Indian Schools: Tool of Genocide Committed Against Indigenous Peoples of North America 

Interview with Sikowis Nobiss, founder of the Great Plains Action Society, conducted by Melinda Tuhus

Earlier this year, hundreds of human remains – mostly of children – were found on the grounds of Indian schools in both Canada and the U.S. So-called residential Indian schools forcibly removed 150,000  indigenous children from their families in Canada. In the U.S., hundreds of thousands of children were sent to the schools between 1869 and the 1960s.
U.S. Gen. Richard Henry Pratt, founder of the influential Carlisle Indian Industrial School in Carlisle, Pennsylvania, infamously declared in 1892  “… all the Indian there is in the race should be dead. Kill the Indian in him, and save the man.” The children were badly mistreated, forbidden to speak their own languages, physically and sexually abused and often did not have enough to eat. Some never returned home. The discovery of these remains confirms indigenous families’ worst fears about what happened to their loved ones.

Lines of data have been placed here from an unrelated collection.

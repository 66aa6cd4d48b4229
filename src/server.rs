//! HTTP server and graceful shutdown.
//!
//! [`Server::serve`] runs the accept loop until either the `stop` future
//! resolves (a shutdown notice, an OS signal) or the listener itself fails.
//! Both paths end the same way:
//!
//! 1. Stop accepting. The listener is dropped, new connections are refused.
//! 2. Cancel every request scope and ask each connection to finish its
//!    in-flight request and close.
//! 3. Wait up to the shutdown timeout. Connections still open after that are
//!    aborted and [`Error::ShutdownTimeout`] is returned, so a single stuck
//!    request cannot hold the process hostage.

use std::convert::Infallible;
use std::io::ErrorKind;
use std::net::SocketAddr;
use std::sync::Arc;
use std::time::Duration;

use bytes::Bytes;
use http::StatusCode;
use http_body_util::{BodyExt, Full};
use hyper::body::Incoming;
use hyper::service::service_fn;
use hyper_util::rt::{TokioExecutor, TokioIo, TokioTimer};
use hyper_util::server::conn::auto::Builder as ConnBuilder;
use tokio::net::{TcpListener, ToSocketAddrs};
use tokio_util::sync::CancellationToken;
use tracing::{debug, error, info, warn};

use crate::context::Scope;
use crate::error::Error;
use crate::request::Request;
use crate::response::Response;

const DEFAULT_SHUTDOWN_TIMEOUT: Duration = Duration::from_secs(20);

// ── Service ───────────────────────────────────────────────────────────────────

/// Anything the server can dispatch requests to.
///
/// `scope` is cancelled when the client disconnects or the server starts
/// draining.
pub trait Service: Send + Sync + 'static {
    fn serve(&self, scope: Scope, req: Request) -> impl Future<Output = Response> + Send;
}

// ── Server ────────────────────────────────────────────────────────────────────

/// A bound listener waiting to be served.
pub struct Server {
    listener: TcpListener,
    addr: SocketAddr,
    shutdown_timeout: Duration,
    read_timeout: Option<Duration>,
}

impl Server {
    /// Bind to `addr`. Use port `0` to let the OS pick one, then read it back
    /// with [`local_addr`](Server::local_addr).
    pub async fn bind(addr: impl ToSocketAddrs) -> Result<Self, Error> {
        let listener = TcpListener::bind(addr).await?;
        let addr = listener.local_addr()?;
        Ok(Self {
            listener,
            addr,
            shutdown_timeout: DEFAULT_SHUTDOWN_TIMEOUT,
            read_timeout: None,
        })
    }

    pub fn local_addr(&self) -> SocketAddr {
        self.addr
    }

    /// How long in-flight connections get to finish once stopping begins.
    pub fn shutdown_timeout(mut self, timeout: Duration) -> Self {
        self.shutdown_timeout = timeout;
        self
    }

    /// Maximum time a client may take to send request headers (HTTP/1).
    pub fn read_timeout(mut self, timeout: Duration) -> Self {
        self.read_timeout = Some(timeout);
        self
    }

    /// Accept connections and dispatch them through `service` until `stop`
    /// resolves or the listener fails, then drain.
    pub async fn serve<S, F>(self, service: S, stop: F) -> Result<(), Error>
    where
        S: Service,
        F: Future<Output = ()> + Send,
    {
        let Server { listener, addr, shutdown_timeout, read_timeout } = self;
        let service = Arc::new(service);

        let mut builder = ConnBuilder::new(TokioExecutor::new());
        if let Some(timeout) = read_timeout {
            builder.http1().timer(TokioTimer::new()).header_read_timeout(timeout);
        }

        // Cancelled once, when draining begins. Every connection and request
        // scope hangs off it.
        let stopping = CancellationToken::new();

        info!(%addr, "listening");

        let mut tasks = tokio::task::JoinSet::new();

        tokio::pin!(stop);

        let outcome = loop {
            tokio::select! {
                // Check the stop future first so a notice immediately stops
                // accepting, even if more connections are queued.
                biased;

                () = &mut stop => {
                    info!(%addr, in_flight = tasks.len(), "shutdown started, draining connections");
                    break Ok(());
                }

                res = listener.accept() => {
                    let (stream, remote_addr) = match res {
                        Ok(v) => v,
                        Err(e) if is_transient(&e) => {
                            warn!("accept error: {e}");
                            continue;
                        }
                        Err(e) => {
                            error!(%addr, "listener failed: {e}");
                            break Err(Error::Transport(e));
                        }
                    };

                    let service = Arc::clone(&service);
                    let builder = builder.clone();
                    let stopping = stopping.clone();
                    let io = TokioIo::new(stream);

                    tasks.spawn(async move {
                        // Called once per request on the connection.
                        let request_stop = stopping.clone();
                        let svc = service_fn(move |req| {
                            let service = Arc::clone(&service);
                            let stopping = request_stop.clone();
                            async move {
                                Ok::<_, Infallible>(
                                    dispatch(&*service, req, remote_addr, &stopping).await,
                                )
                            }
                        });

                        let conn = builder.serve_connection(io, svc);
                        tokio::pin!(conn);

                        let res = tokio::select! {
                            res = conn.as_mut() => res,
                            () = stopping.cancelled() => {
                                conn.as_mut().graceful_shutdown();
                                conn.await
                            }
                        };
                        if let Err(e) = res {
                            debug!(peer = %remote_addr, "connection error: {e}");
                        }
                    });
                }

                // Reap finished connection tasks so the JoinSet does not grow
                // without bound on long-running servers.
                Some(_) = tasks.join_next(), if !tasks.is_empty() => {}
            }
        };

        drop(listener);
        stopping.cancel();

        let drained = tokio::time::timeout(shutdown_timeout, async {
            while tasks.join_next().await.is_some() {}
        })
        .await;

        if drained.is_err() {
            warn!(%addr, remaining = tasks.len(), "graceful stop timed out, closing connections");
            tasks.shutdown().await;
            return Err(Error::ShutdownTimeout(shutdown_timeout));
        }

        info!(%addr, "server stopped");
        outcome
    }
}

// ── Accept errors ─────────────────────────────────────────────────────────────

/// Per-connection accept failures that do not mean the listener is broken.
///
/// A peer that resets before `accept` returns is its own problem. Treating it
/// as fatal would let one flaky client take the whole process down.
fn is_transient(e: &std::io::Error) -> bool {
    matches!(
        e.kind(),
        ErrorKind::ConnectionAborted | ErrorKind::ConnectionReset | ErrorKind::Interrupted
    )
}

// ── Request dispatch ──────────────────────────────────────────────────────────

/// Read the body, build a [`Request`] and hand it to the service.
///
/// Never fails from hyper's point of view: a broken body is answered with
/// `400` here, and everything else is the service's to turn into a response.
async fn dispatch<S: Service>(
    service: &S,
    req: hyper::Request<Incoming>,
    remote_addr: SocketAddr,
    stopping: &CancellationToken,
) -> http::Response<Full<Bytes>> {
    // Dropping this future (client went away) cancels the request scope.
    let cancel = stopping.child_token();
    let _guard = cancel.clone().drop_guard();

    let (parts, body) = req.into_parts();
    let body = match body.collect().await {
        Ok(collected) => collected.to_bytes(),
        Err(e) => {
            debug!(peer = %remote_addr, "reading request body: {e}");
            return Response::status(StatusCode::BAD_REQUEST).into_inner();
        }
    };

    let req = Request::from_parts(parts, body, remote_addr);
    service.serve(Scope::new(cancel), req).await.into_inner()
}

Between The Lines’ Melinda Tuhus spoke with Sikowis Nobiss, founder of the Great Plains Action Society, based in Iowa. Here she talks about the history of Indian schools in both Canada and the U.S., what steps both countries have taken – or not – to deal with the fallout from what she describes as acts of genocide against the indigenous peoples of North America.

SIKOWISS NOBISS: I’m Plains Cree-Saulteaux of the George Gordon First Nation. I grew up in Winnipeg, and spent time at my reserve in Saskatchewan and I’ve been living in Iowa City for 15 years, so I feel like I do have experiences from living on both sides of the border. Basically what’s happened here in the U.S. and Canada is an attempt to assimilate a people to the British imperialist ideology of what civilization is and then also to annihilate any indigenous culture that would get in the way of that assimilation.

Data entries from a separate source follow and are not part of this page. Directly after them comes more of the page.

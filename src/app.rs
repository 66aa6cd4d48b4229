//! The dispatcher.
//!
//! [`App`] owns the route table, the global middleware and a [`Shutdown`]
//! handle. Each request moves through
//! `received → matched → context attached → chain executing` and ends either
//! completed (a response was produced) or faulted, in which case the
//! shutdown notice has been sent and the client gets a bare `500`.

use std::sync::Arc;

use http::{Method, StatusCode};
use tracing::{debug, error};

use crate::context::{Scope, request_context};
use crate::error::{HandlerError, RequestError, RouteError};
use crate::handler::{BoxFuture, BoxedHandler, ErasedHandler, Handler, HandlerResult};
use crate::middleware::{BoxedMiddleware, wrap_middleware};
use crate::request::Request;
use crate::response::{Response, error_response, method_not_allowed};
use crate::router::{Resolved, Router};
use crate::server::Service;
use crate::shutdown::{Shutdown, ShutdownReason};

/// Entry point for the API listener.
pub struct App {
    router: Router,
    mw: Vec<BoxedMiddleware>,
    shutdown: Shutdown,
}

impl App {
    /// `mw` is the global chain, applied outside every route's own chain.
    pub fn new(shutdown: Shutdown, mw: Vec<BoxedMiddleware>) -> Self {
        Self { router: Router::new(), mw, shutdown }
    }

    /// Register `handler` for `method` at `/{group}{path}` (or `path` alone
    /// when `group` is empty), wrapped first in `mw` and then in the global
    /// middleware.
    ///
    /// Outcomes are settled twice: once around `handler`, so route middleware
    /// observes the final status, and once around the route chain, so global
    /// middleware does too even when a route middleware failed. Client errors
    /// become JSON error responses; fatal errors record `500` and pass
    /// through untouched.
    pub fn handle(
        &mut self,
        method: Method,
        group: &str,
        path: &str,
        handler: impl Handler,
        mw: &[BoxedMiddleware],
    ) -> Result<(), RouteError> {
        let handler = Settle::wrap(handler.into_boxed_handler());
        let handler = Settle::wrap(wrap_middleware(mw, handler));
        let handler = wrap_middleware(&self.mw, handler);

        let final_path = if group.is_empty() {
            path.to_owned()
        } else {
            format!("/{group}{path}")
        };

        debug!(%method, path = %final_path, "route registered");
        self.router.insert(method, &final_path, handler)
    }

    /// Ask the process owner to begin a graceful stop.
    pub fn signal_shutdown(&self) -> bool {
        self.shutdown.signal(ShutdownReason::Fault { trace_id: None })
    }

    /// Route and run one request.
    pub async fn serve_request(&self, scope: Scope, mut req: Request) -> Response {
        let (handler, params) = match self.router.resolve(req.method(), req.path()) {
            Resolved::Found { handler, params } => (handler, params),
            Resolved::MethodNotAllowed { allowed } => {
                return method_not_allowed(&scope, &allowed);
            }
            Resolved::NotFound => {
                return error_response(&scope, &RequestError::not_found("route not found"));
            }
        };
        req.set_params(params);

        let (scope, values) = request_context(&scope);

        match handler.call(scope.clone(), req).await {
            Ok(res) => res,
            Err(HandlerError::Client(e)) => error_response(&scope, &e),
            Err(HandlerError::Fatal(e)) => {
                let _ = scope.set_status_code(StatusCode::INTERNAL_SERVER_ERROR.as_u16());
                let trace_id = values.trace_id().to_owned();
                error!(%trace_id, error = %e, "unrecoverable handler error, requesting shutdown");
                self.shutdown.signal(ShutdownReason::Fault { trace_id: Some(trace_id) });
                Response::status(StatusCode::INTERNAL_SERVER_ERROR)
            }
        }
    }
}

impl Service for App {
    fn serve(&self, scope: Scope, req: Request) -> impl Future<Output = Response> + Send {
        self.serve_request(scope, req)
    }
}

/// Turns a chain's outcome into what the layers outside it observe.
///
/// Client errors become responses here. A fatal error stays an error, but
/// its `500` is recorded first so the access log reports what the client
/// will get.
struct Settle {
    next: BoxedHandler,
}

impl Settle {
    fn wrap(next: BoxedHandler) -> BoxedHandler {
        Arc::new(Self { next })
    }
}

impl ErasedHandler for Settle {
    fn call(&self, scope: Scope, req: Request) -> BoxFuture<HandlerResult> {
        let next = Arc::clone(&self.next);
        Box::pin(async move {
            match next.call(scope.clone(), req).await {
                Err(HandlerError::Client(e)) => Ok(error_response(&scope, &e)),
                Err(HandlerError::Fatal(e)) => {
                    let _ = scope.set_status_code(StatusCode::INTERNAL_SERVER_ERROR.as_u16());
                    Err(HandlerError::Fatal(e))
                }
                ok => ok,
            }
        })
    }
}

MELINDA TUHUS: Can you describe what these schools were like, and who went there?

SIKOWISS NOBISS: These schools were called boarding schools in the U.S. and residential schools in Canada. Essentially, they weren’t schools; I call them internment camps. They really were places of great violence and the perpetuation of genocide against indigenous people. Really, the settler invaders who came to this land really had no intent of truly wanting to provide indigenous people with a different way forward, which in itself is extremely problematic. I think that the real agenda, as we all know based upon the millions and millions of people who were genocided, is the want to exterminate us. Like, the process of colonization is to take land and the resources of that land and in the process mitigate the local population with whatever means is necessary. That was really the real goal of these schools, and they did horrific things to children that truly, I don’t even think modern day horror movies could even begin to explain.

MELINDA TUHUS: So, even though it might be hard to hear, can you talk about some of the things that were done to these children?

SIKOWISS NOBISS: Absolutely. These religious entities allowed for sick people to perpetuate sexual abuse, physical abuse, mental abuse, all very tortuous things, and then when they wanted to hide something, they just murdered these children.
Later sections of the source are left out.